//! Vibe score calculation.
//!
//! Turns the raw self-report (emoji, short description, energy slider,
//! intents) into the normalized vector the similarity engine compares.
//! Every function here is total over already-validated input.

use std::collections::HashMap;
use std::sync::OnceLock;

use serde::{Deserialize, Serialize};

use crate::types::Mood;

/// Emoji membership per mood. An emoji listed under several moods resolves
/// to the first one in this order.
const EMOTION_CATEGORIES: &[(Mood, &[&str])] = &[
    (Mood::Happy, &["😊", "😄", "😃", "😁", "😆", "🥳", "😎", "🤩"]),
    (Mood::Sad, &["😢", "😭", "😔", "😞", "😟", "😕", "🙁", "☹️"]),
    (Mood::Chill, &["😌", "😴", "😑", "😐", "🙂", "😊", "🧘", "🌊"]),
    (Mood::Hype, &["🔥", "💯", "⚡", "🚀", "💪", "🎉", "✨", "🌟"]),
    (Mood::Creative, &["🎨", "🎭", "🎪", "🎬", "📝", "✍️", "💡", "🧠"]),
    (Mood::Social, &["👥", "🤝", "💬", "🎤", "🎵", "🎶", "🎧", "📱"]),
    (Mood::Lonely, &["😔", "😞", "😟", "😕", "🙁", "😢", "💔", "🌙"]),
    (Mood::Love, &["❤️", "💕", "💖", "💗", "💓", "😍", "🥰", "😘"]),
    (Mood::Angry, &["😠", "😡", "🤬", "💢", "😤", "😾", "👿", "🔥"]),
    (Mood::Anxious, &["😰", "😨", "😱", "😓", "😥", "😟", "😖", "😣"]),
];

const EMOJI_POSITIVITY: &[(&str, f64)] = &[
    ("😊", 85.0), ("😄", 90.0), ("😃", 90.0), ("😁", 95.0), ("😆", 95.0), ("🥳", 100.0),
    ("😎", 80.0), ("🤩", 95.0), ("😢", 15.0), ("😭", 10.0), ("😔", 25.0), ("😞", 20.0),
    ("😟", 30.0), ("😕", 35.0), ("🙁", 30.0), ("☹️", 25.0), ("😌", 70.0), ("😴", 50.0),
    ("😑", 50.0), ("😐", 50.0), ("🙂", 75.0), ("🧘", 65.0), ("🌊", 60.0), ("🔥", 85.0),
    ("💯", 90.0), ("⚡", 85.0), ("🚀", 90.0), ("💪", 80.0), ("🎉", 95.0), ("✨", 85.0),
    ("🌟", 85.0), ("🎨", 70.0), ("🎭", 70.0), ("🎪", 80.0), ("🎬", 75.0), ("📝", 65.0),
    ("✍️", 70.0), ("💡", 75.0), ("🧠", 70.0), ("👥", 75.0), ("🤝", 80.0), ("💬", 70.0),
    ("🎤", 80.0), ("🎵", 75.0), ("🎶", 75.0), ("🎧", 70.0), ("📱", 60.0), ("💔", 20.0),
    ("🌙", 40.0), ("❤️", 90.0), ("💕", 95.0), ("💖", 95.0), ("💗", 90.0), ("💓", 90.0),
    ("😍", 95.0), ("🥰", 100.0), ("😘", 90.0), ("😠", 20.0), ("😡", 15.0), ("🤬", 10.0),
    ("💢", 20.0), ("😤", 30.0), ("😾", 25.0), ("👿", 15.0), ("😰", 35.0), ("😨", 30.0),
    ("😱", 25.0), ("😓", 40.0), ("😥", 35.0), ("😖", 30.0), ("😣", 35.0),
];

/// Small nudges on top of the slider; the slider is the primary signal.
const EMOJI_ENERGY: &[(&str, f64)] = &[
    ("🔥", 5.0), ("💯", 3.0), ("⚡", 8.0), ("🚀", 5.0), ("💪", 3.0), ("🎉", 5.0),
    ("✨", 2.0), ("🌟", 2.0), ("😆", 3.0), ("😄", 2.0), ("😃", 2.0), ("😁", 3.0),
    ("🥳", 5.0), ("😎", 1.0), ("🤩", 3.0), ("😴", -8.0), ("😌", -3.0), ("🧘", -5.0),
    ("😢", -3.0), ("😭", -5.0), ("😔", -5.0), ("😞", -5.0), ("😟", -3.0),
];

const POSITIVE_WORDS: &[&str] = &[
    "happy", "great", "amazing", "wonderful", "blessed", "grateful", "joy", "excited", "pumped",
    "fire", "lit", "love", "beautiful", "perfect", "fantastic", "awesome", "incredible", "best",
    "good", "nice", "sweet",
];

const NEGATIVE_WORDS: &[&str] = &[
    "sad", "down", "blue", "lonely", "hurt", "broken", "tired", "exhausted", "stressed",
    "anxious", "worried", "scared", "angry", "frustrated", "bad", "terrible", "awful",
    "horrible", "worst", "hate", "disappointed",
];

/// Keyword table for intent detection when no explicit intent was chosen.
/// Order matters: ties go to the earlier entry.
const INTENT_KEYWORDS: &[(&str, &[&str])] = &[
    ("chill", &["chill", "relax", "calm", "peaceful", "zen", "mellow", "quiet"]),
    ("social", &["social", "party", "friends", "together", "hang", "meet", "connect"]),
    ("sad", &["sad", "down", "blue", "melancholy", "lonely", "missing", "hurt"]),
    ("hype", &["hype", "excited", "pumped", "energetic", "fire", "lit", "amazing"]),
    ("creative", &["creative", "inspired", "artistic", "making", "building", "creating"]),
    ("lonely", &["lonely", "alone", "isolated", "missing", "empty", "void"]),
    ("happy", &["happy", "joy", "great", "wonderful", "amazing", "blessed", "grateful"]),
];

const DEFAULT_EMOJI_POSITIVITY: f64 = 50.0;
const KEYWORD_BASELINE: f64 = 50.0;
const KEYWORD_STEP: f64 = 10.0;
const KEYWORD_CAP: f64 = 50.0;
const EMOJI_WEIGHT: f64 = 0.6;
const KEYWORD_WEIGHT: f64 = 0.4;

fn mood_table() -> &'static HashMap<&'static str, Mood> {
    static TABLE: OnceLock<HashMap<&'static str, Mood>> = OnceLock::new();
    TABLE.get_or_init(|| {
        let mut map = HashMap::new();
        for (mood, emojis) in EMOTION_CATEGORIES {
            for emoji in emojis.iter() {
                map.entry(*emoji).or_insert(*mood);
            }
        }
        map
    })
}

fn positivity_table() -> &'static HashMap<&'static str, f64> {
    static TABLE: OnceLock<HashMap<&'static str, f64>> = OnceLock::new();
    TABLE.get_or_init(|| EMOJI_POSITIVITY.iter().copied().collect())
}

fn energy_table() -> &'static HashMap<&'static str, f64> {
    static TABLE: OnceLock<HashMap<&'static str, f64>> = OnceLock::new();
    TABLE.get_or_init(|| EMOJI_ENERGY.iter().copied().collect())
}

/// Raw self-report as submitted by the user, already range-checked.
#[derive(Debug, Clone)]
pub struct VibeInput<'a> {
    pub emoji: &'a str,
    pub description: &'a str,
    pub energy_level: u8,
    pub current_intent: &'a [String],
    pub context_tag: Option<&'a str>,
}

/// Normalized vibe vector.
#[derive(Debug, Clone, PartialEq, Serialize, Deserialize)]
#[serde(rename_all = "camelCase")]
pub struct VibeScore {
    pub mood: Mood,
    /// 0-100.
    pub energy: f64,
    /// 0-100.
    pub positivity: f64,
    pub intent: String,
}

/// Map an emoji to its emotion category, `Neutral` when unknown.
pub fn emotion_category(emoji: &str) -> Mood {
    mood_table()
        .get(emoji.trim())
        .copied()
        .unwrap_or(Mood::Neutral)
}

/// Detect an intent from free text by keyword hits.
pub fn extract_intent(description: &str) -> String {
    let lowered = description.to_lowercase();
    let words: Vec<&str> = lowered.split_whitespace().collect();

    let mut best = "neutral";
    let mut best_hits = 0;
    for (intent, keywords) in INTENT_KEYWORDS {
        let hits = keywords
            .iter()
            .filter(|kw| words.iter().any(|w| w.contains(*kw)))
            .count();
        if hits > best_hits {
            best_hits = hits;
            best = intent;
        }
    }
    best.to_string()
}

/// Lowercase and join whitespace runs with `_`.
pub fn normalize_intent_label(label: &str) -> String {
    label
        .to_lowercase()
        .split_whitespace()
        .collect::<Vec<_>>()
        .join("_")
}

fn keyword_score(description: &str) -> f64 {
    let lowered = description.to_lowercase();
    let mut positive = 0i64;
    let mut negative = 0i64;
    for word in lowered.split_whitespace() {
        if POSITIVE_WORDS.iter().any(|pw| word.contains(pw)) {
            positive += 1;
        }
        if NEGATIVE_WORDS.iter().any(|nw| word.contains(nw)) {
            negative += 1;
        }
    }

    let net = (positive - negative) as f64;
    if net > 0.0 {
        KEYWORD_BASELINE + (net * KEYWORD_STEP).min(KEYWORD_CAP)
    } else {
        KEYWORD_BASELINE - (-net * KEYWORD_STEP).min(KEYWORD_CAP)
    }
}

fn positivity(description: &str, emoji: &str) -> f64 {
    let emoji_score = positivity_table()
        .get(emoji.trim())
        .copied()
        .unwrap_or(DEFAULT_EMOJI_POSITIVITY);
    (emoji_score * EMOJI_WEIGHT + keyword_score(description) * KEYWORD_WEIGHT).round()
}

fn energy(level: u8, emoji: &str) -> f64 {
    let base = (f64::from(level) - 1.0) * (100.0 / 9.0);
    let adjustment = energy_table().get(emoji.trim()).copied().unwrap_or(0.0);
    (base + adjustment).clamp(0.0, 100.0)
}

/// Compute the vibe vector for a validated self-report.
pub fn calculate_vibe_score(input: &VibeInput<'_>) -> VibeScore {
    let intent = match input.current_intent.first() {
        Some(first) => normalize_intent_label(first),
        None => extract_intent(input.description),
    };

    VibeScore {
        mood: emotion_category(input.emoji),
        energy: energy(input.energy_level, input.emoji),
        positivity: positivity(input.description, input.emoji),
        intent,
    }
}

#[cfg(test)]
mod tests {
    use super::*;

    fn input<'a>(emoji: &'a str, description: &'a str, level: u8, intents: &'a [String]) -> VibeInput<'a> {
        VibeInput {
            emoji,
            description,
            energy_level: level,
            current_intent: intents,
            context_tag: None,
        }
    }

    #[test]
    fn test_mood_lookup_prefers_first_category() {
        // listed under both happy and chill
        assert_eq!(emotion_category("😊"), Mood::Happy);
        // listed under both hype and angry
        assert_eq!(emotion_category("🔥"), Mood::Hype);
        assert_eq!(emotion_category("🥰"), Mood::Love);
        assert_eq!(emotion_category("🦀"), Mood::Neutral);
    }

    #[test]
    fn test_energy_remap_and_clamp() {
        let none: Vec<String> = vec!["Chill conversation".into()];
        assert_eq!(calculate_vibe_score(&input("🦀", "just two", 1, &none)).energy, 0.0);
        assert_eq!(calculate_vibe_score(&input("🦀", "just two", 10, &none)).energy, 100.0);
        // 10 + positive nudge stays clamped
        assert_eq!(calculate_vibe_score(&input("⚡", "just two", 10, &none)).energy, 100.0);
        // 1 + negative nudge stays clamped
        assert_eq!(calculate_vibe_score(&input("😴", "just two", 1, &none)).energy, 0.0);
        let mid = calculate_vibe_score(&input("😴", "just two", 5, &none)).energy;
        assert!((mid - (4.0 * 100.0 / 9.0 - 8.0)).abs() < 1e-9);
    }

    #[test]
    fn test_positivity_blend() {
        let intents: Vec<String> = vec!["Want to laugh".into()];
        // emoji 100, two positive words -> 70; 0.6*100 + 0.4*70 = 88
        let score = calculate_vibe_score(&input("🥳", "feeling happy and great", 7, &intents));
        assert_eq!(score.positivity, 88.0);

        // unknown emoji 50, one negative word -> 40; 30 + 16 = 46
        let score = calculate_vibe_score(&input("🦀", "pretty tired today", 3, &intents));
        assert_eq!(score.positivity, 46.0);
    }

    #[test]
    fn test_keyword_score_is_capped() {
        assert_eq!(keyword_score("happy great amazing wonderful blessed grateful joy"), 100.0);
        assert_eq!(keyword_score("sad down blue lonely hurt broken tired"), 0.0);
    }

    #[test]
    fn test_intent_from_first_choice() {
        let intents: Vec<String> = vec!["Make a friend".into(), "Need advice".into()];
        let score = calculate_vibe_score(&input("😊", "hello there", 5, &intents));
        assert_eq!(score.intent, "make_a_friend");
    }

    #[test]
    fn test_intent_extracted_from_description() {
        assert_eq!(extract_intent("want to relax and stay calm"), "chill");
        assert_eq!(extract_intent("party with friends tonight"), "social");
        assert_eq!(extract_intent("nothing matches here"), "neutral");
        // "amazing" hits both hype and happy once; hype comes first
        assert_eq!(extract_intent("amazing"), "hype");

        let none: Vec<String> = Vec::new();
        let score = calculate_vibe_score(&input("😊", "so pumped and excited", 9, &none));
        assert_eq!(score.intent, "hype");
    }

    #[test]
    fn test_calculator_is_deterministic() {
        let intents: Vec<String> = vec!["Share thoughts".into()];
        let a = calculate_vibe_score(&input("🌙", "quiet night thinking", 4, &intents));
        let b = calculate_vibe_score(&input("🌙", "quiet night thinking", 4, &intents));
        assert_eq!(a, b);
        assert_eq!(a.energy.to_bits(), b.energy.to_bits());
        assert_eq!(a.positivity.to_bits(), b.positivity.to_bits());
    }
}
:::
PROBLEM: Given the word "hurt", show every line of the records that contains it.

SOLUTION TO THIS TASK:
    "sad", "down", "blue", "lonely", "hurt", "broken", "tired", "exhausted", "stressed",
    ("sad", &["sad", "down", "blue", "melancholy", "lonely", "missing", "hurt"]),
        assert_eq!(keyword_score("sad down blue lonely hurt broken tired"), 0.0);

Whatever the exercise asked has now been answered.